The standard way of doing recommendation, at least in the music world, is to come up with a distance metric that you can use, which gives you a distance between any two pieces of music. Then when you find out the type of music a user likes, you can pick one that's similar to their tastes by picking songs that are "close" according to the distance metric. They are also called similarity matrices, where two items with high distance would have low similarity.

So the question comes down to how you generate these similarities. One way you could do it would be to count how many people that watched show A also watched show B. If you do this for every pair of events, you'll be able to make recommendations from the corpus you've analyzed. Unfortunately, this doesn't extend well to making recommendations for events where you don't already know how many people watched them (live events instead of recorded ones).

This is at least a start though.


After Andrews great response, I've decided to explain what I've done and hope it may help others (though it may be specific to my implementation).

Keeping in mind that I've got data on LOTS of events and where those events take place.
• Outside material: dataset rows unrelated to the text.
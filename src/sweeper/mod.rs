//! Deadline sweeper — periodic completion of expired rooms.
//!
//! Drives the same `RoomService` entry points as the API, so both paths
//! converge on identical invariants. A failure on one room is logged and
//! never aborts the rest of the sweep.

use std::sync::Arc;
use std::time::Duration;

use chrono::Utc;
use sqlx::PgPool;
use tokio::time;
use tracing::{error, info, warn};

use crate::db::queries;
use crate::error::Result;
use crate::rooms::machine::RoomService;

/// Counters for one sweep pass.
#[derive(Debug, Default)]
pub struct SweepStats {
    pub completed: usize,
    pub cancelled: usize,
    pub failed: usize,
}

/// Run the sweep on a fixed interval until the process shuts down.
pub async fn run_sweeper_loop(db: PgPool, service: Arc<RoomService>, interval_secs: u64) {
    let mut ticker = time::interval(Duration::from_secs(interval_secs));
    ticker.set_missed_tick_behavior(time::MissedTickBehavior::Delay);
    info!(interval_secs, "deadline sweeper started");

    loop {
        ticker.tick().await;
        match sweep_once(&db, &service).await {
            Ok(stats) => {
                if stats.completed + stats.cancelled + stats.failed > 0 {
                    info!(
                        completed = stats.completed,
                        cancelled = stats.cancelled,
                        failed = stats.failed,
                        "sweep finished"
                    );
                }
            }
            // Only the room listing itself can fail here; per-room errors are
            // absorbed inside sweep_once
            Err(e) => error!(error = %e, "sweep aborted"),
        }
    }
}

/// One sweep pass: complete expired active rooms, then cancel rooms stuck
/// past their agreement/start deadlines (refunding deposits).
pub async fn sweep_once(db: &PgPool, service: &RoomService) -> Result<SweepStats> {
    let now = Utc::now();
    let mut stats = SweepStats::default();

    for room_id in queries::expired_active_rooms(db, now).await? {
        match service.complete(room_id).await {
            Ok(view) => {
                info!(room_id, winner_id = ?view.room.winner_id, "expired room completed");
                stats.completed += 1;
            }
            Err(e) => {
                warn!(room_id, error = %e, "failed to complete expired room, continuing");
                stats.failed += 1;
            }
        }
    }

    for room_id in queries::stale_waiting_rooms(db, now).await? {
        match service.cancel(room_id).await {
            Ok(_) => {
                info!(room_id, "stale waiting room cancelled");
                stats.cancelled += 1;
            }
            Err(e) => {
                warn!(room_id, error = %e, "failed to cancel stale room, continuing");
                stats.failed += 1;
            }
        }
    }

    Ok(stats)
}
pub async fn get_user_stats(pool: &PgPool, user_id: i64) -> Result<Option<DbUserStats>> {
    let row = sqlx::query_as::<_, DbUserStats>("SELECT * FROM user_stats WHERE user_id = $1")
        .bind(user_id)
        .fetch_optional(pool)
        .await?;
    Ok(row)
}

// ── Room feed events ─────────────────────────────────────────────

pub async fn record_room_event(
    tx: &mut Transaction<'_, Postgres>,
    room_id: i64,
    event_type: &str,
    payload: &serde_json::Value,
) -> Result<()> {
    sqlx::query("INSERT INTO room_events (room_id, event_type, payload) VALUES ($1, $2, $3)")
        .bind(room_id)
        .bind(event_type)
        .bind(payload)
        .execute(&mut **tx)
        .await?;
    Ok(())
}

pub async fn list_room_events(
    pool: &PgPool,
    room_id: i64,
    limit: i64,
) -> Result<Vec<DbRoomEvent>> {
    let rows = sqlx::query_as::<_, DbRoomEvent>(
        "SELECT * FROM room_events WHERE room_id = $1 ORDER BY created_at DESC LIMIT $2",
    )
    .bind(room_id)
    .bind(limit)
    .fetch_all(pool)
    .await?;
    Ok(rows)
}
pub mod models;
pub mod pool;
pub mod queries;
//! Driver-facing client handles.
//!
//! # Responsibilities
//! - Translate a resolved `MongoConfig` into `mongodb::options::ClientOptions`
//! - Provide cheap, cloneable client/database/collection handles over one
//!   lazily created driver client
//!
//! # Design Decisions
//! - Constructing a handle performs no I/O and needs no runtime; the driver
//!   client is created on the first `driver()` call
//! - Options the driver only reads from a connection string (SRV, compressors,
//!   monitoring mode) are appended to the URI; everything else is set on the
//!   parsed `ClientOptions`
//! - All handles derived from one client share the same driver client

use std::collections::HashMap;
use std::path::PathBuf;
use std::str::FromStr;
use std::sync::Arc;
use std::time::Duration;

use mongodb::bson::Document;
use mongodb::options::{
    self, AuthMechanism, ClientOptions, Credential, ReadConcern, ReadPreference,
    ReadPreferenceOptions, SelectionCriteria, ServerApi, ServerApiVersion, Tls, TlsOptions,
    WriteConcern,
};
use thiserror::Error;
use tokio::sync::OnceCell;

use crate::config::{
    Acknowledgment, AuthConfig, MongoConfig, ReadPreferenceConfig, ReadPreferenceMode,
    ServerApiConfig, ServerMonitoringMode,
};

/// Errors raised while creating the driver client.
#[derive(Debug, Error)]
pub enum ClientError {
    #[error("MongoDB driver error: {0}")]
    Driver(#[from] mongodb::error::Error),

    #[error("Unsupported server API version '{0}'")]
    UnsupportedServerApi(String),
}

fn non_empty(value: &str) -> Option<String> {
    (!value.is_empty()).then(|| value.to_string())
}

fn count(value: u64) -> u32 {
    u32::try_from(value).unwrap_or(u32::MAX)
}

/// The configured URI with the connection-string-only options appended.
pub fn connection_string(config: &MongoConfig) -> String {
    let mut params = Vec::new();

    if config.uri.starts_with("mongodb+srv://") {
        if config.srv.max_hosts > 0 {
            params.push(format!("srvMaxHosts={}", config.srv.max_hosts));
        }
        if !config.srv.service_name.is_empty() && config.srv.service_name != "mongodb" {
            params.push(format!("srvServiceName={}", config.srv.service_name));
        }
    }

    if !config.compressors.is_empty() {
        params.push(format!("compressors={}", config.compressors.join(",")));
        if config.compressors.iter().any(|c| c == "zlib") {
            params.push(format!("zlibCompressionLevel={}", config.zlib_level));
        }
    }

    if config.server_monitoring_mode != ServerMonitoringMode::Auto {
        params.push(format!(
            "serverMonitoringMode={}",
            config.server_monitoring_mode.as_str()
        ));
    }

    if params.is_empty() {
        return config.uri.clone();
    }

    let has_path = config
        .uri
        .split_once("://")
        .is_some_and(|(_, rest)| rest.contains('/'));
    let separator = if config.uri.contains('?') {
        "&"
    } else if has_path {
        "?"
    } else {
        "/?"
    };
    format!("{}{}{}", config.uri, separator, params.join("&"))
}

/// Overlay the resolved configuration onto driver options.
///
/// Pure: no I/O, no runtime. Credentials are set only when a username is
/// configured and TLS only when enabled.
pub fn apply_config(options: &mut ClientOptions, config: &MongoConfig) -> Result<(), ClientError> {
    options.app_name = non_empty(&config.app_name);
    options.default_database = non_empty(&config.database);
    if let Some(name) = non_empty(&config.replica_set) {
        options.repl_set_name = Some(name);
    }
    if config.direct {
        options.direct_connection = Some(true);
    }
    if config.load_balanced {
        options.load_balanced = Some(true);
    }

    options.max_pool_size = Some(count(config.max_pool_size));
    options.min_pool_size = Some(count(config.min_pool_size));
    options.max_connecting = Some(count(config.max_connecting));
    options.max_idle_time = Some(config.get_max_conn_idle_time());
    options.connect_timeout = Some(config.get_connect_timeout());
    options.server_selection_timeout = Some(config.get_server_selection_timeout());
    options.heartbeat_freq = Some(config.get_heartbeat_interval());
    options.local_threshold = Some(config.get_local_threshold());
    options.retry_writes = Some(config.retry_writes);
    options.retry_reads = Some(config.retry_reads);

    if let Some(credential) = credential(&config.auth)? {
        options.credential = Some(credential);
    }
    if config.tls.enabled {
        let mut tls = TlsOptions::default();
        tls.allow_invalid_certificates = Some(config.tls.insecure_skip_verify);
        tls.ca_file_path = non_empty(&config.tls.ca_file).map(PathBuf::from);
        tls.cert_key_file_path = non_empty(&config.tls.cert_file)
            .or_else(|| non_empty(&config.tls.key_file))
            .map(PathBuf::from);
        options.tls = Some(Tls::Enabled(tls));
    }

    options.selection_criteria = Some(SelectionCriteria::ReadPreference(read_preference(
        &config.read_preference,
    )));
    if !config.read_concern.level.is_empty() {
        options.read_concern = Some(ReadConcern::custom(config.read_concern.level.as_str()));
    }

    let mut write_concern = WriteConcern::default();
    write_concern.w = Some(acknowledgment(&config.write_concern.w));
    write_concern.journal = Some(config.write_concern.journal);
    write_concern.w_timeout = (config.write_concern.w_timeout > 0).then(|| config.get_w_timeout());
    options.write_concern = Some(write_concern);

    options.server_api = server_api(&config.server_api)?;
    Ok(())
}

fn credential(auth: &AuthConfig) -> Result<Option<Credential>, ClientError> {
    let Some(username) = non_empty(&auth.username) else {
        return Ok(None);
    };

    let mut credential = Credential::default();
    credential.username = Some(username);
    credential.password = non_empty(&auth.password);
    credential.source = non_empty(&auth.auth_source);
    credential.mechanism = match non_empty(&auth.auth_mechanism) {
        Some(name) => Some(AuthMechanism::from_str(&name)?),
        None => None,
    };
    if !auth.auth_mechanism_properties.is_empty() {
        let mut properties = Document::new();
        for (key, value) in &auth.auth_mechanism_properties {
            properties.insert(key.clone(), value.clone());
        }
        credential.mechanism_properties = Some(properties);
    }
    Ok(Some(credential))
}

fn read_preference(config: &ReadPreferenceConfig) -> ReadPreference {
    if config.mode == ReadPreferenceMode::Primary {
        return ReadPreference::Primary;
    }

    let mut opts = ReadPreferenceOptions::default();
    if !config.tag_sets.is_empty() {
        opts.tag_sets = Some(
            config
                .tag_sets
                .iter()
                .map(|set| {
                    set.iter()
                        .map(|(k, v)| (k.clone(), v.clone()))
                        .collect::<HashMap<_, _>>()
                })
                .collect(),
        );
    }
    if config.max_staleness > 0 {
        opts.max_staleness = Some(Duration::from_secs(config.max_staleness));
    }

    let options = Some(opts);
    match config.mode {
        ReadPreferenceMode::Primary => ReadPreference::Primary,
        ReadPreferenceMode::PrimaryPreferred => ReadPreference::PrimaryPreferred { options },
        ReadPreferenceMode::Secondary => ReadPreference::Secondary { options },
        ReadPreferenceMode::SecondaryPreferred => ReadPreference::SecondaryPreferred { options },
        ReadPreferenceMode::Nearest => ReadPreference::Nearest { options },
    }
}

fn acknowledgment(w: &Acknowledgment) -> options::Acknowledgment {
    if let Some(nodes) = w.nodes() {
        return options::Acknowledgment::Nodes(nodes);
    }
    match w {
        Acknowledgment::Nodes(nodes) => options::Acknowledgment::Nodes(*nodes),
        Acknowledgment::Tag(tag) if tag == "majority" => options::Acknowledgment::Majority,
        Acknowledgment::Tag(tag) => options::Acknowledgment::Custom(tag.clone()),
    }
}

fn server_api(config: &ServerApiConfig) -> Result<Option<ServerApi>, ClientError> {
    let version = match config.version.as_str() {
        "" => return Ok(None),
        "1" => ServerApiVersion::V1,
        other => return Err(ClientError::UnsupportedServerApi(other.to_string())),
    };
    let mut api = ServerApi::builder().version(version).build();
    api.strict = Some(config.strict);
    api.deprecation_errors = Some(config.deprecation_errors);
    Ok(Some(api))
}

async fn create_driver(config: &MongoConfig) -> Result<mongodb::Client, ClientError> {
    let uri = connection_string(config);
    let mut options = ClientOptions::parse(uri.as_str()).await?;
    apply_config(&mut options, config)?;
    tracing::debug!(
        app_name = ?options.app_name,
        hosts = options.hosts.len(),
        "Creating MongoDB driver client"
    );
    Ok(mongodb::Client::with_options(options)?)
}

#[derive(Debug)]
struct Shared {
    config: Arc<MongoConfig>,
    driver: OnceCell<mongodb::Client>,
}

/// Client handle published as `mongodb.client`.
#[derive(Debug, Clone)]
pub struct Client {
    shared: Arc<Shared>,
}

impl Client {
    /// Create a handle. The driver client is not built yet.
    pub fn new(config: Arc<MongoConfig>) -> Self {
        Self {
            shared: Arc::new(Shared {
                config,
                driver: OnceCell::new(),
            }),
        }
    }

    pub fn config(&self) -> &MongoConfig {
        &self.shared.config
    }

    /// The driver client, created on first call and shared afterwards.
    ///
    /// Must run inside a Tokio runtime; the driver spawns its monitors there.
    pub async fn driver(&self) -> Result<mongodb::Client, ClientError> {
        self.shared
            .driver
            .get_or_try_init(|| create_driver(&self.shared.config))
            .await
            .cloned()
    }

    /// Whether the driver client has been created.
    pub fn has_driver(&self) -> bool {
        self.shared.driver.initialized()
    }

    /// Handle to the named database.
    pub fn database(&self, name: &str) -> Database {
        Database {
            client: self.clone(),
            name: name.to_string(),
        }
    }

    /// Whether both handles refer to the same underlying client.
    pub fn same_client(&self, other: &Client) -> bool {
        Arc::ptr_eq(&self.shared, &other.shared)
    }
}

/// Database handle.
#[derive(Debug, Clone)]
pub struct Database {
    client: Client,
    name: String,
}

impl Database {
    pub fn name(&self) -> &str {
        &self.name
    }

    pub fn client(&self) -> &Client {
        &self.client
    }

    pub fn collection(&self, name: &str) -> Collection {
        Collection {
            database: self.clone(),
            name: name.to_string(),
        }
    }

    pub async fn driver(&self) -> Result<mongodb::Database, ClientError> {
        Ok(self.client.driver().await?.database(&self.name))
    }
}

/// Collection handle.
#[derive(Debug, Clone)]
pub struct Collection {
    database: Database,
    name: String,
}

impl Collection {
    pub fn name(&self) -> &str {
        &self.name
    }

    pub fn database(&self) -> &Database {
        &self.database
    }

    /// `database.collection`
    pub fn namespace(&self) -> String {
        format!("{}.{}", self.database.name, self.name)
    }

    /// Typed driver collection.
    pub async fn driver<T: Send + Sync>(&self) -> Result<mongodb::Collection<T>, ClientError> {
        Ok(self.database.driver().await?.collection::<T>(&self.name))
    }
}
The script I used to build recommendations was this one. http://www.codediesel.com/php/item-based-collaborative-filtering-php/

However, without having any ratings already in the system, and due to the 'questionable' value of user based ratings, I created ratings based on the similarities I already had in the data set.

I basically structured it like this

1) User one goes to mens tennis matches. 
2) Get all other users who go to mens tennis matches. 
3) For each user who goes to mens tennis matches, what other sports do those users go to?
4) For each  of the other sports, how many users attended those events as a count.
I used that count as the score, for the sports on the first user. 
5) Then, for each user who went to tennis, I built a 'similarity to first user' based on how many other sports they went to, and the score of those sports to the first user. 
6) This created a distance score for each user, and I applied that distance score as a score on each of the sports the secondary user went to. 
7) All of this was put into an array and passed to the recommendation linked to above

This actually worked surprisingly better than I had expected based on the sample size I was working with.

However, it is painfully slow to run. Not sure how I'll progress from here.


It's true that most people only rate stuff that they really like. You are in luck with your time data because you get an honest, decision-utility-based "rating" for free, based on how long the user watched the sport.

I'd take the log of how long they watched the programme as the user's "rating". Your case is especially easy because you get decimal places of accuracy!